Capitalized terms used but not defined herein shall have the meanings set
forth in the Rights Agreement.
WHEREAS, the Company and the Rights Agent entered into the Rights
Agreement specifying the terms of the Rights;
WHEREAS, the Company desires to amend the Rights Agreement in
accordance with Section 26 of the Rights Agreement;
WHEREAS, the Company proposes to enter into the Stock Purchase
Agreement, dated as of November 18, 2002 (the "Stock Purchase Agreement"), by
and among MMC Norilsk Nickel, Norimet, Limited. and the Company; and
WHEREAS, pursuant to Section 26 of the Rights Agreement, the Board of
Directors of the Company deems it advisable and in the best interest of its
stockholders to amend the Rights Agreement to enable the Company to enter into
the Stock Purchase Agreement and consummate the transactions contemplated
thereby without causing the Rights to become exercisable;
NOW, THEREFORE, in consideration of the premises and mutual
agreements set forth herein and in the Rights Agreement, the parties hereby
agree as follows:
Section 2. Amendments to Rights Agreement.
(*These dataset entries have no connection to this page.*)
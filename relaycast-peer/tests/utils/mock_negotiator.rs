use anyhow::{Result, bail};
use async_trait::async_trait;
use relaycast_core::{PathCandidate, ViewerId};
use relaycast_peer::media::LocalMedia;
use relaycast_peer::negotiation::{NegotiationEvent, Negotiator, NegotiatorFactory};
use relaycast_peer::session::SessionKey;
use std::sync::atomic::{AtomicBool, Ordering};
use std::sync::{Arc, Mutex};
use tokio::sync::mpsc;

#[derive(Debug, Clone, PartialEq, Eq)]
pub enum NegotiatorCall {
    AddLocalMedia(usize),
    CreateOffer,
    AcceptOffer(String),
    ApplyAnswer(String),
    AddCandidate(String),
    Close,
}

#[derive(Default)]
struct Inner {
    calls: Mutex<Vec<(SessionKey, NegotiatorCall)>>,
    events: Mutex<Vec<(SessionKey, mpsc::Sender<NegotiationEvent>)>>,
    fail_offers: AtomicBool,
}

/// Negotiators that answer instantly with predictable SDP and log every call.
///
/// Offers are `offer-{generation}`; answers are `answer-to-{offer}`.
#[derive(Clone, Default)]
pub struct ScriptedNegotiatorFactory {
    inner: Arc<Inner>,
}

impl ScriptedNegotiatorFactory {
    pub fn new() -> Self {
        Self::default()
    }

    pub fn fail_offers(&self) {
        self.inner.fail_offers.store(true, Ordering::SeqCst);
    }

    pub fn calls(&self) -> Vec<(SessionKey, NegotiatorCall)> {
        self.inner.calls.lock().unwrap().clone()
    }

    pub fn calls_for_generation(&self, generation: u64) -> Vec<NegotiatorCall> {
        self.calls()
            .into_iter()
            .filter(|(key, _)| key.generation == generation)
            .map(|(_, call)| call)
            .collect()
    }

    pub fn calls_for_viewer(&self, viewer_id: ViewerId) -> Vec<NegotiatorCall> {
        self.calls()
            .into_iter()
            .filter(|(key, _)| key.viewer_id == Some(viewer_id))
            .map(|(_, call)| call)
            .collect()
    }

    pub fn keys(&self) -> Vec<SessionKey> {
        self.inner
            .events
            .lock()
            .unwrap()
            .iter()
            .map(|(key, _)| *key)
            .collect()
    }

    pub fn key_for(&self, viewer_id: ViewerId) -> Option<SessionKey> {
        self.keys()
            .into_iter()
            .rev()
            .find(|key| key.viewer_id == Some(viewer_id))
    }

    /// Raise an event as if the negotiator for `key` produced it.
    pub async fn emit(&self, event: NegotiationEvent) {
        let key = event.key();
        let sender = self
            .inner
            .events
            .lock()
            .unwrap()
            .iter()
            .find(|(k, _)| *k == key)
            .map(|(_, tx)| tx.clone())
            .expect("no negotiator for key");
        sender.send(event).await.expect("coordinator is gone");
    }
}

#[async_trait]
impl NegotiatorFactory for ScriptedNegotiatorFactory {
    async fn create(
        &self,
        key: SessionKey,
        events: mpsc::Sender<NegotiationEvent>,
    ) -> Result<Box<dyn Negotiator>> {
        self.inner.events.lock().unwrap().push((key, events));
        Ok(Box::new(ScriptedNegotiator {
            key,
            inner: self.inner.clone(),
        }))
    }
}

struct ScriptedNegotiator {
    key: SessionKey,
    inner: Arc<Inner>,
}

impl ScriptedNegotiator {
    fn record(&self, call: NegotiatorCall) {
        self.inner.calls.lock().unwrap().push((self.key, call));
    }
}

#[async_trait]
impl Negotiator for ScriptedNegotiator {
    async fn add_local_media(&self, media: &LocalMedia) -> Result<()> {
        self.record(NegotiatorCall::AddLocalMedia(media.len()));
        Ok(())
    }

    async fn create_offer(&self) -> Result<String> {
        self.record(NegotiatorCall::CreateOffer);
        if self.inner.fail_offers.load(Ordering::SeqCst) {
            bail!("scripted offer failure");
        }
        Ok(format!("offer-{}", self.key.generation))
    }

    async fn accept_offer(&self, sdp: String) -> Result<String> {
        self.record(NegotiatorCall::AcceptOffer(sdp.clone()));
        Ok(format!("answer-to-{}", sdp))
    }

    async fn apply_answer(&self, sdp: String) -> Result<()> {
        self.record(NegotiatorCall::ApplyAnswer(sdp));
        Ok(())
    }

    async fn add_candidate(&self, candidate: PathCandidate) -> Result<()> {
        self.record(NegotiatorCall::AddCandidate(candidate.candidate));
        Ok(())
    }

    async fn close(&self) -> Result<()> {
        self.record(NegotiatorCall::Close);
        Ok(())
    }
}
The Rights Agreement is
hereby amended as set forth in this Section 1.
(a) The definition of "Acquiring Person" in Section
1(a) of the Rights Agreement is hereby amended by adding the
following sentence at the end thereof:
"Notwithstanding anything in this Agreement to the contrary,
none of MMC Norilsk Nickel, Norimet, Limited or any of their
Subsidiaries or Affiliates shall be deemed an Acquiring
Person solely by reason or as a result of the execution or
delivery of the Stock Purchase Agreement or the Stockholders
Agreement or the consummation of transactions contemplated
by either of such agreements, including, but not limited to:
(i) the issuance of shares of Common Stock by the Company to
Norimet, Limited pursuant to Article II of the Stock
Purchase Agreement, (ii) the tender offer for shares of
Common Stock by Norimet, Limited pursuant to Article IX of
the Stock Purchase Agreement and (iii) the acquisition of
shares of Common Stock pursuant to clause (iii) of Section
5.1(a) of the Stockholders Agreement."
(b) The definition of "Stock Acquisition Date" in
Section 1 of the Rights Agreement is hereby amended by adding the
following sentence to the end of paragraph (ee) of Section 1:
"A Stock Acquisition Date shall not occur as a result of the
execution or delivery of the Stock Purchase Agreement any
transaction contemplated thereby."
(c) The following definitions are hereby added to
Section 1 of the Rights Agreement in the appropriate alphabetical
order:
""Stock Purchase Agreement" means the Stock Purchase
Agreement, dated as of November 18, 2002, by and among MMC
Norilsk Nickel, Norimet Limited and the Company."
""Stockholders Agreement" means the Stockholders Agreement
among MMC Norilsk Nickel, Norimet Limited and the Company,
substantially in the form attached as Exhibit F to the Stock
Purchase Agreement, to be executed on the closing date of
the stock purchase pursuant to the Stock Purchase
Agreement."
Section 2. Miscellaneous.
(a) The term "Agreement" as used in the Rights
Agreement shall be deemed to refer to the Rights Agreement as amended
hereby.
(b) The foregoing amendment shall be effective as
of the date first above written, and, except as set forth herein, the
Rights Agreement shall remain in full force and effect and shall be
otherwise unaffected hereby.
(c) This Amendment may be executed in two
counterparts and each of such counterparts shall for all purposes be
deemed to be an original, and both of such counterparts shall
together constitute but one and the same instrument.
(d) This Amendment shall be deemed to be a contract
made under the laws of the State of Delaware and for all purposes
shall be governed by and construed in accordance with the laws of
such State applicable to contracts to be made and performed entirely
within such State.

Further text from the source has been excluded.